Wenn ich eine Ausbildung im EU-Raum habe, kann ich das relativ leicht anerkennen lassen, bei anderen Ländern wird es schwieriger. Eine Ausbildung, die hier in Österreich anerkannt wird, ist oft ein Garant dafür, dass man mehr Geld verdient, ansonsten bleibt man ewig Hilfsarbeiterin und hat keine Chance auf einen Lehrlings-, Gesellin- oder Meisterstatus. Es gibt aber auch andere Fälle, wo Frauen technische Universitätsstudien abgeschlossen haben und nur noch das letzte i-Tüpfelchen beim Deutschkurs und der Sprache fehlt, die aber als Fachkräfte nicht anerkannt werden, weil sie aus Ländern kommen, mit denen es keine Vereinbarung gibt.
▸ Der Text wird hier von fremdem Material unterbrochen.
/// Fold `duplicate_id` into `canonical_id` inside one transaction.
///
/// Conversations, campaign recipients and tags move to the canonical
/// contact, its LID is filled from the duplicate when missing, and the
/// duplicate row is deleted. Any failure rolls everything back.
pub async fn merge_contacts(
    db: &Database,
    duplicate_id: &str,
    canonical_id: &str,
) -> Result<MergeSummary, ZapdeskError> {
    if duplicate_id == canonical_id {
        return Err(ZapdeskError::Internal(format!(
            "cannot merge contact {duplicate_id} into itself"
        )));
    }
    let duplicate_id = duplicate_id.to_string();
    let canonical_id = canonical_id.to_string();
    let missing_id = duplicate_id.clone();
    let summary = db
        .connection()
        .call(move |conn| {
            let tx = conn.transaction()?;

            let duplicate_lid: Option<Option<String>> = tx
                .query_row(
                    "SELECT whatsapp_lid FROM contacts WHERE id = ?1",
                    params![duplicate_id],
                    |row| row.get(0),
                )
                .optional()?;
            let canonical_lid: Option<Option<String>> = tx
                .query_row(
                    "SELECT whatsapp_lid FROM contacts WHERE id = ?1",
                    params![canonical_id],
                    |row| row.get(0),
                )
                .optional()?;
            let (Some(duplicate_lid), Some(canonical_lid)) = (duplicate_lid, canonical_lid)
            else {
                return Ok(None);
            };

            let conversations_moved = tx.execute(
                "UPDATE conversations SET contact_id = ?2, updated_at = ?3 WHERE contact_id = ?1",
                params![duplicate_id, canonical_id, now_timestamp()],
            )?;
            tx.execute(
                "UPDATE campaign_contacts SET contact_id = ?2 WHERE contact_id = ?1",
                params![duplicate_id, canonical_id],
            )?;
            let tags_moved = tx.execute(
                "INSERT INTO contact_tags (contact_id, tag_id, created_at)
                 SELECT ?2, tag_id, created_at FROM contact_tags WHERE contact_id = ?1
                 ON CONFLICT DO NOTHING",
                params![duplicate_id, canonical_id],
            )?;
            tx.execute(
                "DELETE FROM contact_tags WHERE contact_id = ?1",
                params![duplicate_id],
            )?;

            // Delete first so the LID is not briefly held by two rows.
            tx.execute("DELETE FROM contacts WHERE id = ?1", params![duplicate_id])?;

            let lid_copied = match (canonical_lid, duplicate_lid) {
                (None, Some(lid)) => {
                    tx.execute(
                        "UPDATE contacts SET whatsapp_lid = ?2, updated_at = ?3 WHERE id = ?1",
                        params![canonical_id, lid, now_timestamp()],
                    )?;
                    true
                }
                _ => false,
            };

            tx.commit()?;
            Ok(Some(MergeSummary {
                conversations_moved,
                tags_moved,
                lid_copied,
            }))
        })
        .await
        .map_err(crate::database::map_tr_err)?;

    summary.ok_or(ZapdeskError::NotFound {
        entity: "contact",
        id: missing_id,
    })
}
// SPDX-FileCopyrightText: 2026 Zapdesk Contributors
// SPDX-License-Identifier: MIT OR Apache-2.0

//! Baileys REST server webhooks.
//!
//! Envelope: `{ "event": "...", "session": "...", "data": { ... } }`.

use serde::Deserialize;
use serde_json::Value;

use zapdesk_core::event::{Envelope, InboundEvent, InboundMessage, MediaRef, RouteKey};
use zapdesk_core::{ConnectionStatus, Provider, WebhookAdapter, ZapdeskError};

use super::{
    decode_body, decode_value, lookup_status, message_type_from_hint, non_empty, qr_data_uri,
    timestamp_secs,
};

/// Baileys connection states.
pub const STATUS_TABLE: &[(&str, ConnectionStatus)] = &[
    ("open", ConnectionStatus::Connected),
    ("connected", ConnectionStatus::Connected),
    ("connecting", ConnectionStatus::Connecting),
    ("qr", ConnectionStatus::Connecting),
    ("close", ConnectionStatus::Disconnected),
    ("closed", ConnectionStatus::Disconnected),
    ("disconnected", ConnectionStatus::Disconnected),
    ("logged_out", ConnectionStatus::Disconnected),
];

pub fn map_status(raw: &str) -> ConnectionStatus {
    lookup_status(STATUS_TABLE, raw)
}

#[derive(Debug, Deserialize)]
struct Body {
    #[serde(default)]
    event: String,
    #[serde(default, alias = "sessionId")]
    session: Option<String>,
    #[serde(default)]
    data: Value,
}

#[derive(Debug, Deserialize)]
#[serde(rename_all = "camelCase")]
struct BaileysMessage {
    #[serde(default)]
    id: Option<String>,
    #[serde(default)]
    from: String,
    #[serde(default)]
    to: Option<String>,
    #[serde(default)]
    from_me: bool,
    #[serde(default)]
    body: Option<String>,
    #[serde(default)]
    caption: Option<String>,
    #[serde(default)]
    push_name: Option<String>,
    #[serde(default, rename = "type")]
    kind: Option<String>,
    #[serde(default)]
    media_url: Option<String>,
    #[serde(default)]
    base64: Option<String>,
    #[serde(default, alias = "mimeType")]
    mimetype: Option<String>,
    #[serde(default)]
    file_name: Option<String>,
    #[serde(default)]
    sender_pn: Option<String>,
    #[serde(default)]
    timestamp: Value,
}

#[derive(Debug, Deserialize)]
#[serde(rename_all = "camelCase")]
struct ConnectionUpdate {
    #[serde(default, alias = "connection", alias = "state")]
    status: Option<String>,
    #[serde(default, alias = "phone", alias = "jid")]
    phone_number: Option<String>,
    #[serde(default)]
    qr: Option<String>,
}

#[derive(Debug, Deserialize)]
struct QrUpdate {
    #[serde(alias = "qrcode", alias = "qrCode")]
    qr: String,
}

/// Decoder for Baileys webhooks, routed by `session_data.sessionName`.
pub struct BaileysWebhook;

impl WebhookAdapter for BaileysWebhook {
    fn provider(&self) -> Provider {
        Provider::Baileys
    }

    fn parse(&self, body: &[u8]) -> Result<Vec<Envelope>, ZapdeskError> {
        let body: Body = decode_body(body)?;
        let Some(session) = non_empty(body.session) else {
            return Ok(Vec::new());
        };
        let route = RouteKey::SessionName(session);

        let events = match body.event.as_str() {
            "message" | "messages.upsert" => {
                let msg: BaileysMessage = decode_value(&body.event, body.data)?;
                convert_message(msg).map(InboundEvent::Message).into_iter().collect()
            }
            "connection.update" | "connection" => {
                let update: ConnectionUpdate = decode_value(&body.event, body.data)?;
                connection_events(update)
            }
            "qr" | "qrcode" | "qr.update" => {
                let update: QrUpdate = decode_value(&body.event, body.data)?;
                vec![InboundEvent::QrCodeUpdated {
                    qr_code: qr_data_uri(&update.qr),
                }]
            }
            _ => Vec::new(),
        };

        if events.is_empty() {
            return Ok(Vec::new());
        }
        Ok(vec![Envelope::new(route, events)])
    }
}

fn connection_events(update: ConnectionUpdate) -> Vec<InboundEvent> {
    if let Some(qr) = non_empty(update.qr) {
        return vec![InboundEvent::QrCodeUpdated {
            qr_code: qr_data_uri(&qr),
        }];
    }
    match non_empty(update.status) {
        Some(status) => vec![InboundEvent::ConnectionStatusChanged {
            status: map_status(&status),
            phone_number: update
                .phone_number
                .as_deref()
                .and_then(zapdesk_core::identity::normalize_phone),
        }],
        None => Vec::new(),
    }
}

fn convert_message(msg: BaileysMessage) -> Option<InboundMessage> {
    let remote_jid = match (msg.from_me, non_empty(msg.to)) {
        (true, Some(to)) => to,
        _ => msg.from,
    };
    if remote_jid.is_empty() {
        return None;
    }

    let message_type = message_type_from_hint(msg.kind.as_deref(), None);
    let media = MediaRef::from_parts(msg.base64, msg.media_url, msg.mimetype.clone(), msg.file_name);
    let message_type = match (&media, message_type) {
        (Some(_), zapdesk_core::MessageType::Text) => {
            message_type_from_hint(None, msg.mimetype.as_deref())
        }
        _ => message_type,
    };

    Some(InboundMessage {
        remote_jid,
        alt_phone: msg
            .sender_pn
            .as_deref()
            .and_then(zapdesk_core::identity::normalize_phone),
        push_name: non_empty(msg.push_name),
        body: non_empty(msg.body).or(non_empty(msg.caption)).unwrap_or_default(),
        message_type,
        media,
        external_id: non_empty(msg.id),
        timestamp: timestamp_secs(&msg.timestamp),
        from_me: msg.from_me,
    })
}
// SPDX-FileCopyrightText: 2026 Zapdesk Contributors
// SPDX-License-Identifier: MIT OR Apache-2.0

//! Core library for zapdesk.
//!
//! This crate provides the error type, the CRM domain model, the canonical
//! webhook event union, and the trait seams (store, blob storage, gateway
//! management, automation, provider adapters) that the rest of the
//! workspace plugs into.

pub mod error;
pub mod event;
pub mod identity;
pub mod traits;
pub mod types;

// Re-export key items at crate root for ergonomic imports.
pub use error::ZapdeskError;
pub use event::{DeliveryReceipt, Envelope, InboundEvent, InboundMessage, MediaRef, RouteKey};
pub use types::{
    AdapterType, ConnectionStatus, ConversationStatus, DeliveryStatus, HealthStatus,
    MessageType, NameQuality, Provider, SenderType,
};

pub use traits::{
    BlobStore, CrmStore, FlowTrigger, FlowTriggerRequest, GatewayClient, NoopFlowTrigger,
    PluginAdapter, WebhookAdapter,
};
Meiner Meinung nach ist eines der wichtigsten Dinge die Sprache. Wenn man die Sprache hat, sind die weiteren Schritte einfacher. Das AMS bietet zwar Deutschkurse an, aber die Tendenz geht zurück. Ich vermute, dass das Ziel der derzeitigen Regierung ist, absichtlich weniger in Integrationsmaßnahmen zu investieren, weil es von ihnen gar nicht so gewünscht ist. Wenn man weniger Deutschkurse für AusländerInnen und geflüchtete Menschen anbietet, können sie sich nur langsamer und schlechter in die Gesellschaft integrieren. Damit kann die Regierung auch gut Feindbilder aufbauen.

Die schwarz-blaue Regierung spielt sich gern als Frauenbefreier auf, wenn es darum geht, gegen Muslime und Ausländer zu hetzen. Tatsächlich kürzt sie aber bei zahlreichen Fraueninitiativen und bei AMS-Projekten wie das FiT-Programm. Wie könnte man deiner Meinung nach Frauen in der Gesellschaft stärken?
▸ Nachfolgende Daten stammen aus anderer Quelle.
// SPDX-FileCopyrightText: 2026 Zapdesk Contributors
// SPDX-License-Identifier: MIT OR Apache-2.0

//! WPPConnect server session management.
//!
//! WPPConnect authenticates per session: a bearer token is minted from the
//! server secret (`generate-token`) and then stored in the connection's
//! `session_data.token`.

use async_trait::async_trait;
use serde::Deserialize;
use serde_json::{Value, json};

use zapdesk_config::model::WppConnectConfig;
use zapdesk_core::traits::{InstanceState, LiveContact, RemoteInstance};
use zapdesk_core::types::Connection;
use zapdesk_core::{ConnectionStatus, GatewayClient, Provider, ZapdeskError};

use super::{ApiClient, live_contact};
use crate::webhook::wppconnect::map_status;
use crate::webhook::{non_empty, qr_data_uri};

#[derive(Debug, Deserialize)]
struct TokenResponse {
    token: String,
}

#[derive(Debug, Deserialize)]
struct SessionStatus {
    #[serde(default)]
    status: Option<Value>,
    #[serde(default)]
    qrcode: Option<String>,
}

impl SessionStatus {
    fn state(self) -> InstanceState {
        let qr_code = non_empty(self.qrcode).map(|qr| qr_data_uri(&qr));
        let status = match (&qr_code, self.status) {
            (Some(_), _) => ConnectionStatus::Connecting,
            (None, Some(Value::String(raw))) => map_status(&raw),
            (None, Some(Value::Bool(true))) => ConnectionStatus::Connected,
            _ => ConnectionStatus::Disconnected,
        };
        InstanceState {
            status,
            qr_code,
            ..InstanceState::default()
        }
    }
}

#[derive(Debug, Deserialize)]
struct Listing<T> {
    #[serde(default = "Vec::new")]
    response: Vec<T>,
}

#[derive(Debug, Deserialize)]
struct ContactEntry {
    #[serde(default)]
    id: Value,
    #[serde(default)]
    pushname: Option<String>,
    #[serde(default)]
    name: Option<String>,
}

/// WPPConnect client; sessions are addressed by `session_data.sessionName`.
pub struct WppConnectClient {
    api: ApiClient,
    secret_key: Option<String>,
}

impl std::fmt::Debug for WppConnectClient {
    fn fmt(&self, f: &mut std::fmt::Formatter<'_>) -> std::fmt::Result {
        f.debug_struct("WppConnectClient")
            .field("api", &self.api)
            .field("secret_key", &self.secret_key.as_ref().map(|_| "[redacted]"))
            .finish()
    }
}

impl WppConnectClient {
    pub fn new(config: &WppConnectConfig) -> Result<Self, ZapdeskError> {
        let api = ApiClient::new(Provider::WppConnect, config.api_url.as_deref(), None)?;
        Ok(Self {
            api,
            secret_key: config.secret_key.clone(),
        })
    }

    fn secret(&self) -> Result<&str, ZapdeskError> {
        self.secret_key
            .as_deref()
            .ok_or_else(|| ZapdeskError::Config("wppconnect.secret_key is not set".into()))
    }

    async fn generate_token(&self, session: &str) -> Result<String, ZapdeskError> {
        let secret = self.secret()?;
        let minted: TokenResponse = self
            .api
            .json(
                self.api.post(&format!("/api/{session}/{secret}/generate-token")),
                "generate token",
            )
            .await?;
        Ok(minted.token)
    }

    /// Stored token, or a freshly minted one.
    async fn token_for(&self, connection: &Connection) -> Result<String, ZapdeskError> {
        match connection.session_data.token.as_deref().filter(|t| !t.is_empty()) {
            Some(token) => Ok(token.to_string()),
            None => self.generate_token(connection.session_name()).await,
        }
    }

    async fn session_status(&self, connection: &Connection) -> Result<SessionStatus, ZapdeskError> {
        let token = self.token_for(connection).await?;
        self.api
            .json(
                self.api
                    .get(&format!("/api/{}/status-session", connection.session_name()))
                    .bearer_auth(token),
                "session status",
            )
            .await
    }
}

#[async_trait]
impl GatewayClient for WppConnectClient {
    fn provider(&self) -> Provider {
        Provider::WppConnect
    }

    async fn create_instance(
        &self,
        connection: &Connection,
        webhook_url: &str,
    ) -> Result<InstanceState, ZapdeskError> {
        let session = connection.session_name();
        let token = self.generate_token(session).await?;
        let started: SessionStatus = self
            .api
            .json(
                self.api
                    .post(&format!("/api/{session}/start-session"))
                    .bearer_auth(&token)
                    .json(&json!({ "webhook": webhook_url, "waitQrCode": true })),
                "start session",
            )
            .await?;

        let mut state = started.state();
        if state.status == ConnectionStatus::Disconnected {
            state.status = ConnectionStatus::Connecting;
        }
        state.token = Some(token);
        Ok(state)
    }

    async fn qr_code(&self, connection: &Connection) -> Result<Option<String>, ZapdeskError> {
        Ok(self.session_status(connection).await?.state().qr_code)
    }

    async fn status(&self, connection: &Connection) -> Result<InstanceState, ZapdeskError> {
        Ok(self.session_status(connection).await?.state())
    }

    async fn logout(&self, connection: &Connection) -> Result<(), ZapdeskError> {
        let token = self.token_for(connection).await?;
        self.api
            .empty(
                self.api
                    .post(&format!("/api/{}/logout-session", connection.session_name()))
                    .bearer_auth(token),
                "logout",
            )
            .await
    }

    async fn delete_instance(&self, connection: &Connection) -> Result<(), ZapdeskError> {
        let token = self.token_for(connection).await?;
        self.api
            .empty(
                self.api
                    .post(&format!("/api/{}/close-session", connection.session_name()))
                    .bearer_auth(token),
                "close session",
            )
            .await
    }

    async fn server_health(&self) -> Result<Value, ZapdeskError> {
        let text = self.api.text(self.api.get("/healthz"), "server health").await?;
        Ok(serde_json::from_str(&text).unwrap_or_else(|_| json!({ "status": text.trim() })))
    }

    async fn fetch_instances(&self) -> Result<Vec<RemoteInstance>, ZapdeskError> {
        let secret = self.secret()?;
        let listing: Listing<String> = self
            .api
            .json(
                self.api.get(&format!("/api/{secret}/show-all-sessions")),
                "list sessions",
            )
            .await?;
        Ok(listing
            .response
            .into_iter()
            .map(|name| RemoteInstance {
                name,
                status: None,
                phone_number: None,
            })
            .collect())
    }

    async fn fetch_contacts(&self, connection: &Connection) -> Result<Vec<LiveContact>, ZapdeskError> {
        let token = self.token_for(connection).await?;
        let listing: Listing<ContactEntry> = self
            .api
            .json(
                self.api
                    .get(&format!("/api/{}/all-contacts", connection.session_name()))
                    .bearer_auth(token),
                "list contacts",
            )
            .await?;
        Ok(listing
            .response
            .into_iter()
            .filter_map(|c| {
                let id = match &c.id {
                    Value::String(s) => Some(s.clone()),
                    Value::Object(map) => map
                        .get("_serialized")
                        .and_then(Value::as_str)
                        .map(str::to_string),
                    _ => None,
                }?;
                let contact = live_contact(&[Some(id.as_str())], non_empty(c.pushname).or(c.name));
                (contact.phone.is_some() || contact.lid.is_some()).then_some(contact)
            })
            .collect())
    }
}

#[cfg(test)]
mod tests {
    use super::*;
    use wiremock::matchers::{header, method, path};
    use wiremock::{Mock, MockServer, ResponseTemplate};

    fn client(server: &MockServer) -> WppConnectClient {
        WppConnectClient::new(&WppConnectConfig {
            api_url: Some(server.uri()),
            secret_key: Some("THISISMYSECURETOKEN".into()),
        })
        .unwrap()
    }

    fn connection() -> Connection {
        let mut conn = Connection::new("Vendas", Provider::WppConnect);
        conn.session_data.session_name = Some("vendas".into());
        conn
    }

    #[tokio::test]
    async fn create_mints_token_and_starts_session() {
        let server = MockServer::start().await;
        Mock::given(method("POST"))
            .and(path("/api/vendas/THISISMYSECURETOKEN/generate-token"))
            .respond_with(ResponseTemplate::new(201).set_body_json(json!({
                "status": "success", "session": "vendas", "token": "tok-123"
            })))
            .expect(1)
            .mount(&server)
            .await;
        Mock::given(method("POST"))
            .and(path("/api/vendas/start-session"))
            .and(header("authorization", "Bearer tok-123"))
            .respond_with(ResponseTemplate::new(200).set_body_json(json!({
                "status": "QRCODE", "qrcode": "data:image/png;base64,QR"
            })))
            .expect(1)
            .mount(&server)
            .await;

        let state = client(&server)
            .create_instance(&connection(), "https://crm/webhooks/wppconnect")
            .await
            .unwrap();
        assert_eq!(state.status, ConnectionStatus::Connecting);
        assert_eq!(state.qr_code.as_deref(), Some("data:image/png;base64,QR"));
        assert_eq!(state.token.as_deref(), Some("tok-123"));
    }

    #[tokio::test]
    async fn status_uses_stored_token() {
        let server = MockServer::start().await;
        Mock::given(method("GET"))
            .and(path("/api/vendas/status-session"))
            .and(header("authorization", "Bearer stored"))
            .respond_with(ResponseTemplate::new(200).set_body_json(json!({ "status": "CONNECTED" })))
            .mount(&server)
            .await;

        let mut conn = connection();
        conn.session_data.token = Some("stored".into());
        let state = client(&server).status(&conn).await.unwrap();
        assert_eq!(state.status, ConnectionStatus::Connected);
        assert!(state.qr_code.is_none());
    }

    #[tokio::test]
    async fn health_accepts_plain_text() {
        let server = MockServer::start().await;
        Mock::given(method("GET"))
            .and(path("/healthz"))
            .respond_with(ResponseTemplate::new(200).set_body_string("OK"))
            .mount(&server)
            .await;
        let health = client(&server).server_health().await.unwrap();
        assert_eq!(health, json!({ "status": "OK" }));
    }

    #[tokio::test]
    async fn missing_secret_is_a_config_error() {
        let client = WppConnectClient::new(&WppConnectConfig {
            api_url: Some("http://127.0.0.1:9".into()),
            secret_key: None,
        })
        .unwrap();
        assert!(matches!(client.fetch_instances().await, Err(ZapdeskError::Config(_))));
    }
}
Man muss sich nur die zwei regierenden Parteien anschauen, wie viele Frauen dort arbeiten. Mehr als 50% der Bevölkerung, nämlich der Frauenanteil, sind in der Regierung nicht abgebildet, weder in der ÖVP und schon gar nicht in der FPÖ.

Die Investition in eine geschlechterspezifische Förderung ist sehr wichtig und fängt schon bei der Bildung und im Schulsystem an. Es gibt nach wie vor mehr Lehrerinnen und Kindergärtnerinnen, auch hier müsste es geschlechtergerecht aufgeteilt sein. Projekte wie „Frauen in Handwerk und Technik“ müsste man verzehnfachen. Man muss Menschen fördern, dass sie Berufe ergreifen, die sie gerne machen, auch im technischen Bereich. Ob das jetzt Männer- oder Frauenhände machen, sollte kein Thema sein.

Würdest du umgekehrt Männer fördern, einen nicht-traditionell männlichen Beruf zu ergreifen?

Natürlich. Das Problem in unserer Gesellschaft ist aber, dass Leistungen wie beispielsweise Kinderbetreuung, Altenpflege, etc. systematisch unterbezahlt werden und nach wie vor dieses geschlechterspezifische Rollenbild herrscht, dass die Frau sich um Kinder, Jugendliche, Erwachsene, etc. kümmert. Männer würden das sicherlich auch gerne machen, sind aber abgeschreckt, weil sie nicht wissen, ob sie sich das mit ihrer Familie finanziell leisten können. Eine Bekannte von mir blieb in der Karenz zuhause, hat diese Entscheidung aber aus finanziellen Gründen getroffen, weil sie weniger verdient als ihr Mann. Somit kommt man aus dem ganzen Schlamassel nicht raus. Auf Lebenszeit hin verdient eine Frau in Europa 435.000 Euro weniger als ein Mann. Das ist ein Wahnsinn!

Ich muss stolz dazusagen, dass es das bei Mentor nicht gibt. In unserer Firma bekommen Männer und Frauen für die gleiche Leistung den exakt gleichen Lohn. Ich wünsche mir, dass es das überall gibt.